SUPPLIED DATA:
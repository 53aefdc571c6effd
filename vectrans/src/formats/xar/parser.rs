//! Record stream of a XAR file and the tree built from it.

use super::{tag, SIGNATURE};
use crate::{
    error::{ConvertError, Result},
    formats::reader::RecordReader,
};
use flate2::{bufread::DeflateDecoder, Crc};
use log::debug;
use std::io::Read;

/// Deepest `DOWN` nesting accepted by [`build_tree`].
pub const MAX_DEPTH: usize = 128;

/// Largest compressed section inflated.
const MAX_INFLATED: u64 = 1 << 28;

const HEADER_SIZE: usize = 8;

#[derive(Debug, Clone, PartialEq)]
pub struct Record {
    pub tag: u32,
    /// Position in the stream counted from 1, `DOWN` and `UP` included.
    /// Colour references point at it.
    pub seq: u32,
    /// Offset of the payload. Records of a compressed section count from
    /// the section start in inflated bytes.
    pub offset: usize,
    pub data: Vec<u8>,
    pub children: Vec<Record>,
}

impl Record {
    pub fn reader(&self) -> RecordReader<'_> {
        RecordReader::new(&self.data, self.offset, self.tag)
    }
}

fn header(r: &mut RecordReader) -> Result<(u32, usize)> {
    let tag = r.le_u32()?;
    let size = r.le_u32()?;
    let size = usize::try_from(size).map_err(|_| r.decode_error(HEADER_SIZE))?;
    Ok((tag, size))
}

/// Payload of `size` bytes, a short stream names the record's tag.
fn payload<'a>(r: &mut RecordReader<'a>, tag: u32, size: usize) -> Result<&'a [u8]> {
    r.bytes(size).map_err(|e| match e {
        ConvertError::RecordDecode {
            offset,
            expected,
            available,
            ..
        } => ConvertError::RecordDecode {
            offset,
            record_id: tag,
            expected,
            available,
        },
        e => e,
    })
}

/// Inflate the raw deflate stream at the start of `data`. Returns the
/// inflated bytes and the number of compressed bytes consumed.
fn inflate(data: &[u8], offset: usize) -> Result<(Vec<u8>, usize)> {
    let error = |msg: String| ConvertError::structural(offset, tag::START_COMPRESSION, msg);
    let mut decoder = DeflateDecoder::new(data);
    let mut r = vec![];
    (&mut decoder)
        .take(MAX_INFLATED + 1)
        .read_to_end(&mut r)
        .map_err(|e| error(format!("xar inflate: {e}")))?;
    if r.len() as u64 > MAX_INFLATED {
        return Err(error(format!(
            "xar compressed section inflates past {MAX_INFLATED} bytes"
        )));
    }
    let rest = decoder.into_inner();
    Ok((r, data.len() - rest.len()))
}

/// Check the `ENDCOMPRESSION` payload against the inflated bytes it covers.
fn verify_section(end: &[u8], covered: &[u8], offset: usize) -> Result<()> {
    let mut r = RecordReader::new(end, offset, tag::END_COMPRESSION);
    let crc = r.le_u32()?;
    let size = r.le_u32()?;
    if usize::try_from(size).ok() != Some(covered.len()) {
        return Err(ConvertError::structural(
            offset,
            tag::END_COMPRESSION,
            format!("xar compressed section holds {} bytes, {size} declared", covered.len()),
        ));
    }
    let mut sum = Crc::new();
    sum.update(covered);
    if sum.sum() != crc {
        return Err(ConvertError::structural(
            offset,
            tag::END_COMPRESSION,
            "xar compressed section checksum mismatch",
        ));
    }
    Ok(())
}

/// Records in stream order up to `ENDOFFILE`, compressed sections
/// inflated. Compression other than deflate fails the whole import.
pub fn read_records(data: &[u8]) -> Result<Vec<Record>> {
    if !data.starts_with(SIGNATURE) {
        return Err(ConvertError::structural(0, 0, "missing XAR signature"));
    }
    let mut records = vec![];
    let mut seq = 0;
    let mut raw = RecordReader::new(data, 0, 0).at(SIGNATURE.len())?;
    while !raw.is_empty() {
        let (tag, size) = header(&mut raw)?;
        let offset = raw.position();
        let body = payload(&mut raw, tag, size)?;
        seq += 1;
        records.push(Record {
            tag,
            seq,
            offset,
            data: body.to_vec(),
            children: vec![],
        });
        match tag {
            tag::END_OF_FILE => break,
            tag::START_COMPRESSION => {
                let mut r = RecordReader::new(body, offset, tag);
                r.skip(3)?;
                let kind = r.u8()?;
                if kind != 0 {
                    return Err(ConvertError::unsupported(format!(
                        "xar compression type {kind}"
                    )));
                }
                let section = raw.position();
                let (inflated, used) = inflate(&data[section..], section)?;
                let mut inner = RecordReader::new(&inflated, section, 0);
                loop {
                    if inner.is_empty() {
                        return Err(ConvertError::structural(
                            section,
                            tag::START_COMPRESSION,
                            "xar compressed section without ENDCOMPRESSION",
                        ));
                    }
                    let (tag, size) = header(&mut inner)?;
                    seq += 1;
                    if tag == tag::END_COMPRESSION {
                        // the payload follows the deflate stream
                        raw = raw.at(section + used)?;
                        let offset = raw.position();
                        let end = payload(&mut raw, tag, size)?;
                        verify_section(end, &inflated[..inner.position()], offset)?;
                        if !inner.is_empty() {
                            debug!("{} bytes after xar ENDCOMPRESSION", inner.remaining());
                        }
                        records.push(Record {
                            tag,
                            seq,
                            offset,
                            data: end.to_vec(),
                            children: vec![],
                        });
                        break;
                    }
                    let offset = section + inner.position();
                    let body = payload(&mut inner, tag, size)?;
                    records.push(Record {
                        tag,
                        seq,
                        offset,
                        data: body.to_vec(),
                        children: vec![],
                    });
                }
            }
            _ => {}
        }
    }
    Ok(records)
}

fn close_level(stack: &mut Vec<Vec<Record>>) {
    if stack.len() < 2 {
        return;
    }
    if let Some(children) = stack.pop() {
        if let Some(parent) = stack.last_mut().and_then(|l| l.last_mut()) {
            parent.children = children;
        }
    }
}

/// Nest records by their `DOWN` and `UP` markers, which are dropped.
/// Levels still open at the end of the stream are closed.
pub fn build_tree(records: Vec<Record>) -> Result<Vec<Record>> {
    let mut stack: Vec<Vec<Record>> = vec![vec![]];
    for rec in records {
        match rec.tag {
            tag::DOWN => {
                if stack.len() > MAX_DEPTH {
                    return Err(ConvertError::structural(
                        rec.offset,
                        rec.tag,
                        format!("xar records nested deeper than {MAX_DEPTH} levels"),
                    ));
                }
                if stack.last().map_or(true, Vec::is_empty) {
                    return Err(ConvertError::structural(
                        rec.offset,
                        rec.tag,
                        "xar DOWN without a record before it",
                    ));
                }
                stack.push(vec![]);
            }
            tag::UP => {
                if stack.len() < 2 {
                    return Err(ConvertError::structural(
                        rec.offset,
                        rec.tag,
                        "xar UP without a matching DOWN",
                    ));
                }
                close_level(&mut stack);
            }
            _ => {
                if let Some(level) = stack.last_mut() {
                    level.push(rec);
                }
            }
        }
    }
    while stack.len() > 1 {
        close_level(&mut stack);
    }
    Ok(stack.pop().unwrap_or_default())
}

#[cfg(test)]
pub(super) mod tests;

WHAT YOU HAVE TO DO:
All of the entries above should be written out verbatim.

RESULT:
repository 53aefdc571c6effd
filename vectrans/src/formats/xar/parser.rs
//! Record stream of a XAR file and the tree built from it.

use super::{tag, SIGNATURE};
use crate::{
    error::{ConvertError, Result},
    formats::reader::RecordReader,
};
use flate2::{bufread::DeflateDecoder, Crc};
use log::debug;
use std::io::Read;

/// Deepest `DOWN` nesting accepted by [`build_tree`].
pub const MAX_DEPTH: usize = 128;

/// Largest compressed section inflated.
const MAX_INFLATED: u64 = 1 << 28;

const HEADER_SIZE: usize = 8;

#[derive(Debug, Clone, PartialEq)]
pub struct Record {
    pub tag: u32,
    /// Position in the stream counted from 1, `DOWN` and `UP` included.
    /// Colour references point at it.
    pub seq: u32,
    /// Offset of the payload. Records of a compressed section count from
    /// the section start in inflated bytes.
    pub offset: usize,
    pub data: Vec<u8>,
    pub children: Vec<Record>,
}

impl Record {
    pub fn reader(&self) -> RecordReader<'_> {
        RecordReader::new(&self.data, self.offset, self.tag)
    }
}

fn header(r: &mut RecordReader) -> Result<(u32, usize)> {
    let tag = r.le_u32()?;
    let size = r.le_u32()?;
    let size = usize::try_from(size).map_err(|_| r.decode_error(HEADER_SIZE))?;
    Ok((tag, size))
}

/// Payload of `size` bytes, a short stream names the record's tag.
fn payload<'a>(r: &mut RecordReader<'a>, tag: u32, size: usize) -> Result<&'a [u8]> {
    r.bytes(size).map_err(|e| match e {
        ConvertError::RecordDecode {
            offset,
            expected,
            available,
            ..
        } => ConvertError::RecordDecode {
            offset,
            record_id: tag,
            expected,
            available,
        },
        e => e,
    })
}

/// Inflate the raw deflate stream at the start of `data`. Returns the
/// inflated bytes and the number of compressed bytes consumed.
fn inflate(data: &[u8], offset: usize) -> Result<(Vec<u8>, usize)> {
    let error = |msg: String| ConvertError::structural(offset, tag::START_COMPRESSION, msg);
    let mut decoder = DeflateDecoder::new(data);
    let mut r = vec![];
    (&mut decoder)
        .take(MAX_INFLATED + 1)
        .read_to_end(&mut r)
        .map_err(|e| error(format!("xar inflate: {e}")))?;
    if r.len() as u64 > MAX_INFLATED {
        return Err(error(format!(
            "xar compressed section inflates past {MAX_INFLATED} bytes"
        )));
    }
    let rest = decoder.into_inner();
    Ok((r, data.len() - rest.len()))
}

/// Check the `ENDCOMPRESSION` payload against the inflated bytes it covers.
fn verify_section(end: &[u8], covered: &[u8], offset: usize) -> Result<()> {
    let mut r = RecordReader::new(end, offset, tag::END_COMPRESSION);
    let crc = r.le_u32()?;
    let size = r.le_u32()?;
    if usize::try_from(size).ok() != Some(covered.len()) {
        return Err(ConvertError::structural(
            offset,
            tag::END_COMPRESSION,
            format!("xar compressed section holds {} bytes, {size} declared", covered.len()),
        ));
    }
    let mut sum = Crc::new();
    sum.update(covered);
    if sum.sum() != crc {
        return Err(ConvertError::structural(
            offset,
            tag::END_COMPRESSION,
            "xar compressed section checksum mismatch",
        ));
    }
    Ok(())
}

/// Records in stream order up to `ENDOFFILE`, compressed sections
/// inflated. Compression other than deflate fails the whole import.
pub fn read_records(data: &[u8]) -> Result<Vec<Record>> {
    if !data.starts_with(SIGNATURE) {
        return Err(ConvertError::structural(0, 0, "missing XAR signature"));
    }
    let mut records = vec![];
    let mut seq = 0;
    let mut raw = RecordReader::new(data, 0, 0).at(SIGNATURE.len())?;
    while !raw.is_empty() {
        let (tag, size) = header(&mut raw)?;
        let offset = raw.position();
        let body = payload(&mut raw, tag, size)?;
        seq += 1;
        records.push(Record {
            tag,
            seq,
            offset,
            data: body.to_vec(),
            children: vec![],
        });
        match tag {
            tag::END_OF_FILE => break,
            tag::START_COMPRESSION => {
                let mut r = RecordReader::new(body, offset, tag);
                r.skip(3)?;
                let kind = r.u8()?;
                if kind != 0 {
                    return Err(ConvertError::unsupported(format!(
                        "xar compression type {kind}"
                    )));
                }
                let section = raw.position();
                let (inflated, used) = inflate(&data[section..], section)?;
                let mut inner = RecordReader::new(&inflated, section, 0);
                loop {
                    if inner.is_empty() {
                        return Err(ConvertError::structural(
                            section,
                            tag::START_COMPRESSION,
                            "xar compressed section without ENDCOMPRESSION",
                        ));
                    }
                    let (tag, size) = header(&mut inner)?;
                    seq += 1;
                    if tag == tag::END_COMPRESSION {
                        // the payload follows the deflate stream
                        raw = raw.at(section + used)?;
                        let offset = raw.position();
                        let end = payload(&mut raw, tag, size)?;
                        verify_section(end, &inflated[..inner.position()], offset)?;
                        if !inner.is_empty() {
                            debug!("{} bytes after xar ENDCOMPRESSION", inner.remaining());
                        }
                        records.push(Record {
                            tag,
                            seq,
                            offset,
                            data: end.to_vec(),
                            children: vec![],
                        });
                        break;
                    }
                    let offset = section + inner.position();
                    let body = payload(&mut inner, tag, size)?;
                    records.push(Record {
                        tag,
                        seq,
                        offset,
                        data: body.to_vec(),
                        children: vec![],
                    });
                }
            }
            _ => {}
        }
    }
    Ok(records)
}

fn close_level(stack: &mut Vec<Vec<Record>>) {
    if stack.len() < 2 {
        return;
    }
    if let Some(children) = stack.pop() {
        if let Some(parent) = stack.last_mut().and_then(|l| l.last_mut()) {
            parent.children = children;
        }
    }
}

/// Nest records by their `DOWN` and `UP` markers, which are dropped.
/// Levels still open at the end of the stream are closed.
pub fn build_tree(records: Vec<Record>) -> Result<Vec<Record>> {
    let mut stack: Vec<Vec<Record>> = vec![vec![]];
    for rec in records {
        match rec.tag {
            tag::DOWN => {
                if stack.len() > MAX_DEPTH {
                    return Err(ConvertError::structural(
                        rec.offset,
                        rec.tag,
                        format!("xar records nested deeper than {MAX_DEPTH} levels"),
                    ));
                }
                if stack.last().map_or(true, Vec::is_empty) {
                    return Err(ConvertError::structural(
                        rec.offset,
                        rec.tag,
                        "xar DOWN without a record before it",
                    ));
                }
                stack.push(vec![]);
            }
            tag::UP => {
                if stack.len() < 2 {
                    return Err(ConvertError::structural(
                        rec.offset,
                        rec.tag,
                        "xar UP without a matching DOWN",
                    ));
                }
                close_level(&mut stack);
            }
            _ => {
                if let Some(level) = stack.last_mut() {
                    level.push(rec);
                }
            }
        }
    }
    while stack.len() > 1 {
        close_level(&mut stack);
    }
    Ok(stack.pop().unwrap_or_default())
}

#[cfg(test)]
pub(super) mod tests;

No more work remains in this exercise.